REQUIRED ACTION: What is needed is an exact transcription of every entry below.

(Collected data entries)
◇ ◇ ◇

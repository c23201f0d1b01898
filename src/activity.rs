//! Append-only activity log with a fixed cap, newest first.

use std::collections::VecDeque;

use serde::{Deserialize, Serialize};
use uuid::Uuid;

use crate::identity::Actor;
use crate::ledger::ProductKey;

pub const DEFAULT_ACTIVITY_CAP: usize = 1_000;

#[derive(Debug, Clone, Copy, PartialEq, Eq, Serialize, Deserialize)]
#[serde(rename_all = "snake_case")]
pub enum ActivityKind {
    Sale,
    Purchase,
    Wastage,
    /// Open container written off by a wastage entry.
    ContainerWriteOff,
    Adjustment,
    RoomStatus,
    Onboard,
}

#[derive(Debug, Clone, PartialEq, Serialize, Deserialize)]
#[serde(rename_all = "camelCase")]
pub struct ActivityRecord {
    pub id: String,
    pub actor_id: String,
    pub actor_name: String,
    pub device: String,
    pub kind: ActivityKind,
    #[serde(skip_serializing_if = "Option::is_none")]
    pub product: Option<ProductKey>,
    pub detail: String,
    #[serde(skip_serializing_if = "Option::is_none")]
    pub reason: Option<String>,
    pub at: i64,
}

impl ActivityRecord {
    pub fn new(actor: &Actor, kind: ActivityKind, detail: impl Into<String>, at: i64) -> Self {
        Self {
            id: Uuid::new_v4().to_string(),
            actor_id: actor.id.clone(),
            actor_name: actor.name.clone(),
            device: actor.device.clone(),
            kind,
            product: None,
            detail: detail.into(),
            reason: None,
            at,
        }
    }

    pub fn for_product(mut self, product: &ProductKey) -> Self {
        self.product = Some(product.clone());
        self
    }

    pub fn with_reason(mut self, reason: impl Into<String>) -> Self {
        self.reason = Some(reason.into());
        self
    }
}

#[derive(Debug, Clone, PartialEq, Serialize, Deserialize)]
pub struct ActivityLog {
    cap: usize,
    records: VecDeque<ActivityRecord>,
}

impl Default for ActivityLog {
    fn default() -> Self {
        Self::with_cap(DEFAULT_ACTIVITY_CAP)
    }
}

impl ActivityLog {
    pub fn with_cap(cap: usize) -> Self {
        Self {
            cap: cap.max(1),
            records: VecDeque::new(),
        }
    }

    pub fn push(&mut self, record: ActivityRecord) {
        self.records.push_front(record);
        self.records.truncate(self.cap);
    }

    pub fn set_cap(&mut self, cap: usize) {
        self.cap = cap.max(1);
        self.records.truncate(self.cap);
    }

    /// Newest first.
    pub fn recent(&self, limit: usize) -> Vec<ActivityRecord> {
        self.records.iter().take(limit).cloned().collect()
    }

    pub fn len(&self) -> usize {
        self.records.len()
    }

    pub fn is_empty(&self) -> bool {
        self.records.is_empty()
    }
}

#[cfg(test)]
mod tests {
    use super::*;

    fn actor() -> Actor {
        Actor {
            id: "staff-1".into(),
            name: "Asha".into(),
            device: "bar-tablet".into(),
        }
    }

    #[test]
    fn test_log_is_capped_and_newest_first() {
        let mut log = ActivityLog::with_cap(3);
        for i in 0..5 {
            log.push(ActivityRecord::new(&actor(), ActivityKind::Sale, format!("sale {i}"), i));
        }
        assert_eq!(log.len(), 3);
        let recent = log.recent(10);
        assert_eq!(recent[0].detail, "sale 4");
        assert_eq!(recent[2].detail, "sale 2");
    }

    #[test]
    fn test_shrinking_cap_truncates_oldest() {
        let mut log = ActivityLog::default();
        for i in 0..10 {
            log.push(ActivityRecord::new(&actor(), ActivityKind::Purchase, "p", i));
        }
        log.set_cap(4);
        assert_eq!(log.len(), 4);
        assert_eq!(log.recent(1)[0].at, 9);
    }

    #[test]
    fn test_record_carries_attribution() {
        let record = ActivityRecord::new(&actor(), ActivityKind::Adjustment, "count", 42)
            .with_reason("monthly stocktake");
        assert_eq!(record.actor_name, "Asha");
        assert_eq!(record.device, "bar-tablet");
        assert_eq!(record.reason.as_deref(), Some("monthly stocktake"));
    }
}
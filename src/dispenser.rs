//! Serving dispenser: pours one 60 ml peg at a time from the open bottle.
//!
//! State is the sealed container count in the current snapshot plus the
//! entry's open remainder. A pour that runs the open bottle dry taps the next
//! one and takes the shortfall from it, so the ml total always moves by
//! exactly one serving. Only the very last bottle can short-pour: its
//! remainder is clamped to zero.
//!
//! The shortfall is carried into the newly tapped bottle, not discarded: the
//! open remainder never exceeds the ml on hand, and a 750 ml case sells
//! exactly 150 pegs.

use tracing::debug;

use crate::error::{LedgerError, LedgerResult};
use crate::ledger::LedgerEntry;
use crate::stock::to_snapshot;
use crate::units::SERVING_ML;

/// Outcome of a multi-serving sale. A shortfall is not an error.
#[derive(Debug, Clone)]
pub struct SaleOutcome {
    pub entry: LedgerEntry,
    pub requested: u32,
    pub fulfilled: u32,
}

impl SaleOutcome {
    pub fn shortfall(&self) -> u32 {
        self.requested - self.fulfilled
    }

    pub fn is_partial(&self) -> bool {
        self.fulfilled < self.requested
    }
}

pub fn sell_one_serving(entry: &LedgerEntry, at: i64) -> LedgerResult<LedgerEntry> {
    let capacity = entry.config.capacity_ml() as i64;
    let mut sealed = entry.current.total_containers();
    let mut remainder = entry.open_remainder_ml as i64;

    if remainder == 0 && sealed == 0 {
        return Err(LedgerError::OutOfStock {
            product: entry.key.clone(),
            requested: 1,
            fulfilled: 0,
        });
    }
    if remainder == 0 {
        sealed -= 1;
        remainder = capacity;
    }

    remainder -= SERVING_ML as i64;

    if remainder < 0 {
        if sealed > 0 {
            sealed -= 1;
            remainder += capacity;
            debug!(product = %entry.key, sealed, remainder, "Open container rolled over");
        } else {
            debug!(
                product = %entry.key,
                short_ml = -remainder,
                "Last container short-poured, clamping remainder"
            );
            remainder = 0;
        }
    }

    let remainder = remainder as u64;
    let mut next = entry.clone();
    next.current = to_snapshot(sealed * entry.config.capacity_ml() + remainder, &entry.config);
    next.open_remainder_ml = remainder;
    next.sales_servings += 1;
    next.updated_at = at;
    Ok(next)
}

/// Pour up to `servings`, stopping at the first `OutOfStock`.
pub fn sell_servings(entry: &LedgerEntry, servings: u32, at: i64) -> SaleOutcome {
    let mut current = entry.clone();
    let mut fulfilled = 0;
    for _ in 0..servings {
        match sell_one_serving(&current, at) {
            Ok(next) => {
                current = next;
                fulfilled += 1;
            }
            Err(_) => break,
        }
    }
    SaleOutcome {
        entry: current,
        requested: servings,
        fulfilled,
    }
}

◇ ◇ ◇

TASK RESULT:
repository c23201f0d1b01898
filename src/activity.rs
//! Append-only activity log with a fixed cap, newest first.

use std::collections::VecDeque;

use serde::{Deserialize, Serialize};
use uuid::Uuid;

use crate::identity::Actor;
use crate::ledger::ProductKey;

pub const DEFAULT_ACTIVITY_CAP: usize = 1_000;

#[derive(Debug, Clone, Copy, PartialEq, Eq, Serialize, Deserialize)]
#[serde(rename_all = "snake_case")]
pub enum ActivityKind {
    Sale,
    Purchase,
    Wastage,
    /// Open container written off by a wastage entry.
    ContainerWriteOff,
    Adjustment,
    RoomStatus,
    Onboard,
}

#[derive(Debug, Clone, PartialEq, Serialize, Deserialize)]
#[serde(rename_all = "camelCase")]
pub struct ActivityRecord {
    pub id: String,
    pub actor_id: String,
    pub actor_name: String,
    pub device: String,
    pub kind: ActivityKind,
    #[serde(skip_serializing_if = "Option::is_none")]
    pub product: Option<ProductKey>,
    pub detail: String,
    #[serde(skip_serializing_if = "Option::is_none")]
    pub reason: Option<String>,
    pub at: i64,
}

impl ActivityRecord {
    pub fn new(actor: &Actor, kind: ActivityKind, detail: impl Into<String>, at: i64) -> Self {
        Self {
            id: Uuid::new_v4().to_string(),
            actor_id: actor.id.clone(),
            actor_name: actor.name.clone(),
            device: actor.device.clone(),
            kind,
            product: None,
            detail: detail.into(),
            reason: None,
            at,
        }
    }

    pub fn for_product(mut self, product: &ProductKey) -> Self {
        self.product = Some(product.clone());
        self
    }

    pub fn with_reason(mut self, reason: impl Into<String>) -> Self {
        self.reason = Some(reason.into());
        self
    }
}

#[derive(Debug, Clone, PartialEq, Serialize, Deserialize)]
pub struct ActivityLog {
    cap: usize,
    records: VecDeque<ActivityRecord>,
}

impl Default for ActivityLog {
    fn default() -> Self {
        Self::with_cap(DEFAULT_ACTIVITY_CAP)
    }
}

impl ActivityLog {
    pub fn with_cap(cap: usize) -> Self {
        Self {
            cap: cap.max(1),
            records: VecDeque::new(),
        }
    }

    pub fn push(&mut self, record: ActivityRecord) {
        self.records.push_front(record);
        self.records.truncate(self.cap);
    }

    pub fn set_cap(&mut self, cap: usize) {
        self.cap = cap.max(1);
        self.records.truncate(self.cap);
    }

    /// Newest first.
    pub fn recent(&self, limit: usize) -> Vec<ActivityRecord> {
        self.records.iter().take(limit).cloned().collect()
    }

    pub fn len(&self) -> usize {
        self.records.len()
    }

    pub fn is_empty(&self) -> bool {
        self.records.is_empty()
    }
}

#[cfg(test)]
mod tests {
    use super::*;

    fn actor() -> Actor {
        Actor {
            id: "staff-1".into(),
            name: "Asha".into(),
            device: "bar-tablet".into(),
        }
    }

    #[test]
    fn test_log_is_capped_and_newest_first() {
        let mut log = ActivityLog::with_cap(3);
        for i in 0..5 {
            log.push(ActivityRecord::new(&actor(), ActivityKind::Sale, format!("sale {i}"), i));
        }
        assert_eq!(log.len(), 3);
        let recent = log.recent(10);
        assert_eq!(recent[0].detail, "sale 4");
        assert_eq!(recent[2].detail, "sale 2");
    }

    #[test]
    fn test_shrinking_cap_truncates_oldest() {
        let mut log = ActivityLog::default();
        for i in 0..10 {
            log.push(ActivityRecord::new(&actor(), ActivityKind::Purchase, "p", i));
        }
        log.set_cap(4);
        assert_eq!(log.len(), 4);
        assert_eq!(log.recent(1)[0].at, 9);
    }

    #[test]
    fn test_record_carries_attribution() {
        let record = ActivityRecord::new(&actor(), ActivityKind::Adjustment, "count", 42)
            .with_reason("monthly stocktake");
        assert_eq!(record.actor_name, "Asha");
        assert_eq!(record.device, "bar-tablet");
        assert_eq!(record.reason.as_deref(), Some("monthly stocktake"));
    }
}
filename src/dispenser.rs
//! Serving dispenser: pours one 60 ml peg at a time from the open bottle.
//!
//! State is the sealed container count in the current snapshot plus the
//! entry's open remainder. A pour that runs the open bottle dry taps the next
//! one and takes the shortfall from it, so the ml total always moves by
//! exactly one serving. Only the very last bottle can short-pour: its
//! remainder is clamped to zero.
//!
//! The shortfall is carried into the newly tapped bottle, not discarded: the
//! open remainder never exceeds the ml on hand, and a 750 ml case sells
//! exactly 150 pegs.

use tracing::debug;

use crate::error::{LedgerError, LedgerResult};
use crate::ledger::LedgerEntry;
use crate::stock::to_snapshot;
use crate::units::SERVING_ML;

/// Outcome of a multi-serving sale. A shortfall is not an error.
#[derive(Debug, Clone)]
pub struct SaleOutcome {
    pub entry: LedgerEntry,
    pub requested: u32,
    pub fulfilled: u32,
}

impl SaleOutcome {
    pub fn shortfall(&self) -> u32 {
        self.requested - self.fulfilled
    }

    pub fn is_partial(&self) -> bool {
        self.fulfilled < self.requested
    }
}

pub fn sell_one_serving(entry: &LedgerEntry, at: i64) -> LedgerResult<LedgerEntry> {
    let capacity = entry.config.capacity_ml() as i64;
    let mut sealed = entry.current.total_containers();
    let mut remainder = entry.open_remainder_ml as i64;

    if remainder == 0 && sealed == 0 {
        return Err(LedgerError::OutOfStock {
            product: entry.key.clone(),
            requested: 1,
            fulfilled: 0,
        });
    }
    if remainder == 0 {
        sealed -= 1;
        remainder = capacity;
    }

    remainder -= SERVING_ML as i64;

    if remainder < 0 {
        if sealed > 0 {
            sealed -= 1;
            remainder += capacity;
            debug!(product = %entry.key, sealed, remainder, "Open container rolled over");
        } else {
            debug!(
                product = %entry.key,
                short_ml = -remainder,
                "Last container short-poured, clamping remainder"
            );
            remainder = 0;
        }
    }

    let remainder = remainder as u64;
    let mut next = entry.clone();
    next.current = to_snapshot(sealed * entry.config.capacity_ml() + remainder, &entry.config);
    next.open_remainder_ml = remainder;
    next.sales_servings += 1;
    next.updated_at = at;
    Ok(next)
}

/// Pour up to `servings`, stopping at the first `OutOfStock`.
pub fn sell_servings(entry: &LedgerEntry, servings: u32, at: i64) -> SaleOutcome {
    let mut current = entry.clone();
    let mut fulfilled = 0;
    for _ in 0..servings {
        match sell_one_serving(&current, at) {
            Ok(next) => {
                current = next;
                fulfilled += 1;
            }
            Err(_) => break,
        }
    }
    SaleOutcome {
        entry: current,
        requested: servings,
        fulfilled,
    }
}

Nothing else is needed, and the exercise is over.